Cumberland Packing Corporation is an American company that produces sweeteners and other food condiment packets. It is based in Brooklyn, New York City. It was founded in 1945 by Benjamin Eisenstadt and is best known as the manufacturer, distributor, and marketer of Sweet'N Low, a saccharin-based zero-calorie sweetener sold in pink packets.

== History ==
Cumberland Packing began in 1945 as a tea bag factory prior to the invention of Sweet'N Low.
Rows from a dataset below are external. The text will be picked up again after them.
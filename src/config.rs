//! Configuration management with validation and defaults
//!
//! Every constant the demo runs on (starting balance, bet limits, animation
//! timings, odds, surface fallbacks) lives here so the simulator can be driven
//! at full speed in tests and simulations.

use crate::errors::{CasinoResult, ConfigurationError};
use crate::games::types::GameMode;
use serde::{Deserialize, Serialize};
use std::path::Path;

/// Complete demo configuration
#[derive(Clone, Debug, Default, Serialize, Deserialize, PartialEq)]
#[serde(default)]
pub struct CasinoConfig {
    pub session: SessionConfig,
    pub timing: TimingConfig,
    pub odds: OddsConfig,
    pub surface: SurfaceConfig,
    pub monitoring: MonitoringConfig,
}

/// Session defaults and bet limits
#[derive(Clone, Debug, Serialize, Deserialize, PartialEq)]
#[serde(default)]
pub struct SessionConfig {
    pub starting_balance: u64,
    pub default_bet: u64,
    pub min_bet: u64,
    pub max_bet: u64,
    pub starting_game: GameMode,
    /// Resolved rounds kept in memory
    pub history_capacity: usize,
}

impl Default for SessionConfig {
    fn default() -> Self {
        Self {
            starting_balance: 1000,
            default_bet: 10,
            min_bet: 1,
            max_bet: 100,
            starting_game: GameMode::Slot,
            history_capacity: 100,
        }
    }
}

/// Animation choreography, all in milliseconds
#[derive(Clone, Debug, Serialize, Deserialize, PartialEq)]
#[serde(default)]
pub struct TimingConfig {
    pub reel_stagger_ms: u64,
    pub spin_duration_ms: u64,
    pub card_stagger_ms: u64,
    pub card_face_swap_ms: u64,
    pub card_flip_duration_ms: u64,
    pub deal_duration_ms: u64,
    pub reset_pulse_ms: u64,
}

impl Default for TimingConfig {
    fn default() -> Self {
        Self {
            reel_stagger_ms: 200,
            spin_duration_ms: 3000,
            card_stagger_ms: 400,
            card_face_swap_ms: 300,
            card_flip_duration_ms: 1200,
            deal_duration_ms: 2500,
            reset_pulse_ms: 100,
        }
    }
}

/// Win probabilities and payout multiplier range
#[derive(Clone, Debug, Serialize, Deserialize, PartialEq)]
#[serde(default)]
pub struct OddsConfig {
    pub spin_win_probability: f64,
    pub deal_win_probability: f64,
    /// Inclusive lower bound of the payout multiplier
    pub min_multiplier: f64,
    /// Exclusive upper bound of the payout multiplier
    pub max_multiplier: f64,
}

impl Default for OddsConfig {
    fn default() -> Self {
        Self {
            spin_win_probability: 0.4,
            deal_win_probability: 0.5,
            min_multiplier: 1.0,
            max_multiplier: 4.0,
        }
    }
}

/// Drawing surface and animation backend settings
#[derive(Clone, Debug, Serialize, Deserialize, PartialEq)]
#[serde(default)]
pub struct SurfaceConfig {
    /// Used when the container measures zero wide
    pub fallback_width: f64,
    /// Used when the container measures zero high
    pub fallback_height: f64,
    pub state_machine: String,
    pub autoplay: bool,
}

impl Default for SurfaceConfig {
    fn default() -> Self {
        Self {
            fallback_width: 600.0,
            fallback_height: 400.0,
            state_machine: "State Machine 1".to_string(),
            autoplay: true,
        }
    }
}

/// Logging configuration
#[derive(Clone, Debug, Serialize, Deserialize, PartialEq)]
#[serde(default)]
pub struct MonitoringConfig {
    pub log_level: LogLevel,
}

#[derive(Clone, Copy, Debug, Serialize, Deserialize, PartialEq, Eq)]
#[serde(rename_all = "lowercase")]
pub enum LogLevel {
    Error,
    Warn,
    Info,
    Debug,
    Trace,
}

impl LogLevel {
    /// Directive understood by `tracing_subscriber::EnvFilter`
    pub fn as_directive(&self) -> &'static str {
        match self {
            LogLevel::Error => "error",
            LogLevel::Warn => "warn",
            LogLevel::Info => "info",
            LogLevel::Debug => "debug",
            LogLevel::Trace => "trace",
        }
    }
}

impl std::str::FromStr for LogLevel {
    type Err = String;

    fn from_str(s: &str) -> Result<Self, Self::Err> {
        match s.to_ascii_lowercase().as_str() {
            "error" => Ok(LogLevel::Error),
            "warn" => Ok(LogLevel::Warn),
            "info" => Ok(LogLevel::Info),
            "debug" => Ok(LogLevel::Debug),
            "trace" => Ok(LogLevel::Trace),
            other => Err(format!("unknown log level '{}'", other)),
        }
    }
}

impl Default for MonitoringConfig {
    fn default() -> Self {
        Self {
            log_level: LogLevel::Info,
        }
    }
}

impl CasinoConfig {
    /// Zero-delay choreography for tests and batch simulation
    pub fn instant() -> Self {
        Self {
            timing: TimingConfig {
                reel_stagger_ms: 0,
                spin_duration_ms: 0,
                card_stagger_ms: 0,
                card_face_swap_ms: 0,
                card_flip_duration_ms: 0,
                deal_duration_ms: 0,
                reset_pulse_ms: 0,
            },
            monitoring: MonitoringConfig {
                log_level: LogLevel::Warn,
            },
            ..Default::default()
        }
    }

    /// Validate configuration for logical consistency
    pub fn validate(&self) -> CasinoResult<()> {
        let session = &self.session;

        if session.min_bet == 0 {
            return Err(invalid("session.min_bet", "0", "Minimum bet must be at least 1"));
        }

        if session.min_bet > session.max_bet {
            return Err(ConfigurationError::ValidationFailed(format!(
                "min_bet {} exceeds max_bet {}",
                session.min_bet, session.max_bet
            ))
            .into());
        }

        if session.default_bet < session.min_bet || session.default_bet > session.max_bet {
            return Err(invalid(
                "session.default_bet",
                &session.default_bet.to_string(),
                "Default bet must lie within [min_bet, max_bet]",
            ));
        }

        if session.history_capacity == 0 {
            return Err(invalid("session.history_capacity", "0", "History capacity cannot be zero"));
        }

        for (field, p) in [
            ("odds.spin_win_probability", self.odds.spin_win_probability),
            ("odds.deal_win_probability", self.odds.deal_win_probability),
        ] {
            if !(0.0..=1.0).contains(&p) {
                return Err(invalid(field, &p.to_string(), "Probability must lie within [0, 1]"));
            }
        }

        if self.odds.min_multiplier < 0.0 || self.odds.min_multiplier > self.odds.max_multiplier {
            return Err(ConfigurationError::ValidationFailed(format!(
                "multiplier range [{}, {}) is empty or negative",
                self.odds.min_multiplier, self.odds.max_multiplier
            ))
            .into());
        }

        if self.surface.fallback_width <= 0.0 || self.surface.fallback_height <= 0.0 {
            return Err(invalid(
                "surface.fallback_*",
                &format!("{}x{}", self.surface.fallback_width, self.surface.fallback_height),
                "Fallback dimensions must be positive",
            ));
        }

        Ok(())
    }
}

fn invalid(field: &str, value: &str, reason: &str) -> crate::errors::CasinoError {
    ConfigurationError::InvalidValue {
        field: field.to_string(),
        value: value.to_string(),
        reason: reason.to_string(),
    }
    .into()
}

/// Configuration loader with environment variable support
#[derive(Debug, Default)]
pub struct ConfigLoader {
    config_path: Option<String>,
}

impl ConfigLoader {
    pub fn new() -> Self {
        Self { config_path: None }
    }

    /// Set the configuration file path
    pub fn with_path<P: AsRef<Path>>(mut self, path: P) -> Self {
        self.config_path = Some(path.as_ref().to_string_lossy().to_string());
        self
    }

    /// Load configuration from file and environment variables
    pub fn load(&self) -> CasinoResult<CasinoConfig> {
        let mut config = if let Some(ref path) = self.config_path {
            self.load_from_file(path)?
        } else {
            CasinoConfig::default()
        };

        apply_overrides(&mut config, |key| std::env::var(key).ok())?;
        config.validate()?;

        Ok(config)
    }

    /// Load configuration from TOML file
    fn load_from_file(&self, path: &str) -> CasinoResult<CasinoConfig> {
        let content = std::fs::read_to_string(path)
            .map_err(|e| ConfigurationError::LoadFailed(format!("Failed to read {}: {}", path, e)))?;

        toml::from_str(&content)
            .map_err(|e| ConfigurationError::LoadFailed(format!("Failed to parse TOML: {}", e)).into())
    }

    /// Save configuration to file
    pub fn save(&self, config: &CasinoConfig, path: &str) -> CasinoResult<()> {
        let toml_string = toml::to_string_pretty(config)
            .map_err(|e| ConfigurationError::LoadFailed(format!("Failed to serialize config: {}", e)))?;

        std::fs::write(path, toml_string)?;
        Ok(())
    }
}

/// Apply `CASINO_*` overrides looked up through `lookup`
pub fn apply_overrides<F>(config: &mut CasinoConfig, lookup: F) -> CasinoResult<()>
where
    F: Fn(&str) -> Option<String>,
{
    if let Some(balance) = lookup("CASINO_STARTING_BALANCE") {
        config.session.starting_balance = parse_field("CASINO_STARTING_BALANCE", balance)?;
    }
    if let Some(bet) = lookup("CASINO_DEFAULT_BET") {
        config.session.default_bet = parse_field("CASINO_DEFAULT_BET", bet)?;
    }
    if let Some(game) = lookup("CASINO_STARTING_GAME") {
        config.session.starting_game = parse_field("CASINO_STARTING_GAME", game)?;
    }
    if let Some(p) = lookup("CASINO_SPIN_WIN_PROBABILITY") {
        config.odds.spin_win_probability = parse_field("CASINO_SPIN_WIN_PROBABILITY", p)?;
    }
    if let Some(p) = lookup("CASINO_DEAL_WIN_PROBABILITY") {
        config.odds.deal_win_probability = parse_field("CASINO_DEAL_WIN_PROBABILITY", p)?;
    }
    if let Some(level) = lookup("CASINO_LOG_LEVEL") {
        config.monitoring.log_level = parse_field("CASINO_LOG_LEVEL", level)?;
    }

    Ok(())
}

fn parse_field<T: std::str::FromStr>(field: &str, value: String) -> CasinoResult<T> {
    value.trim().parse().map_err(|_| {
        ConfigurationError::InvalidValue {
            field: field.to_string(),
            value,
            reason: "Unparseable value".to_string(),
        }
        .into()
    })
}
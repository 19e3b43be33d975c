use chrono::{DateTime, Local};

/// Gate for the command channel: at most one command may be outstanding.
#[derive(Debug, Clone, Copy, PartialEq, Eq)]
pub enum ToggleState {
    Idle,
    Busy,
}

impl Default for ToggleState {
    fn default() -> Self {
        Self::Idle
    }
}

/// Idle vs. busy styling of the toggle button.
#[derive(Debug, Clone, Copy, PartialEq, Eq)]
pub enum ButtonVariant {
    Primary,
    Danger,
}

#[derive(Debug, Clone, Copy, PartialEq, Eq)]
pub enum LogKind {
    Info,
    Success,
}

impl LogKind {
    pub fn icon(self) -> &'static str {
        match self {
            Self::Success => "✅",
            Self::Info => "ℹ️",
        }
    }
}

/// One timestamped record in the activity log. Immutable once created.
#[derive(Debug, Clone, PartialEq)]
pub struct LogEntry {
    pub message: String,
    pub kind: LogKind,
    pub timestamp: DateTime<Local>,
}

impl LogEntry {
    /// Stamps the entry with the wall-clock time at creation.
    pub fn new(message: impl Into<String>, kind: LogKind) -> Self {
        Self {
            message: message.into(),
            kind,
            timestamp: Local::now(),
        }
    }

    pub fn time_label(&self) -> String {
        self.timestamp.format("%H:%M:%S").to_string()
    }

    pub fn render(&self) -> String {
        format!("{} [{}] {}", self.kind.icon(), self.time_label(), self.message)
    }
}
Using modified tea bagging equipment, the company was the first to sell sugar in packets, breaking tradition with sugar bowls that were common on restaurant tabletops at the time.

The company received Federal Trademark Registration Number 1,000,000 for the Sweet'N Low musical scale logo. There have been over 500 billion Sweet'N Low packets produced.

In the early 1970s, Ben Eisenstadt's son, Marvin Eisenstadt, launched the Sugar in the Raw brand. Cumberland has expanded its In the Raw line of natural products to include Stevia in the Raw, a zero-calorie stevia-based sweetener; Agave in the Raw, a 100% organic agave nectar; and Monk Fruit in the Raw, a zero-calorie sweetener made from the vine-ripened monk fruit. In 2014, the company launched an eco-friendly baking alternative to refined white sugar with Sugar in the Raw Organic White.

In the late 1970s, Cumberland Packing Corp. bought the rights to concentrated dairy-flavor formulas called Butter Buds, and added the Butter Buds Food Ingredients division, producing all-natural, fat- and cholesterol-free butter-flavored granules. On January 1, 2013, the company completed an internal corporate reorganization, whereby the Butter Buds Food Ingredients Division became separately incorporated as Butter Buds, Inc. As a result, Cumberland Packing Corp. and Butter Buds, Inc. are now part of the Cumberland Worldwide Holdings, Inc. affiliated group.

Cumberland Packing produces other tabletop sweeteners, including NatraTaste, an aspartame-based zero-calorie sweetener; NatraTaste Gold, a sucralose-based zero-calorie sweetener; and Sweet One, a zero-calorie sweetener made with acesulfame potassium. In addition to sweetener products, Cumberland Packing produces a sodium-free salt substitute, known as Nu-Salt.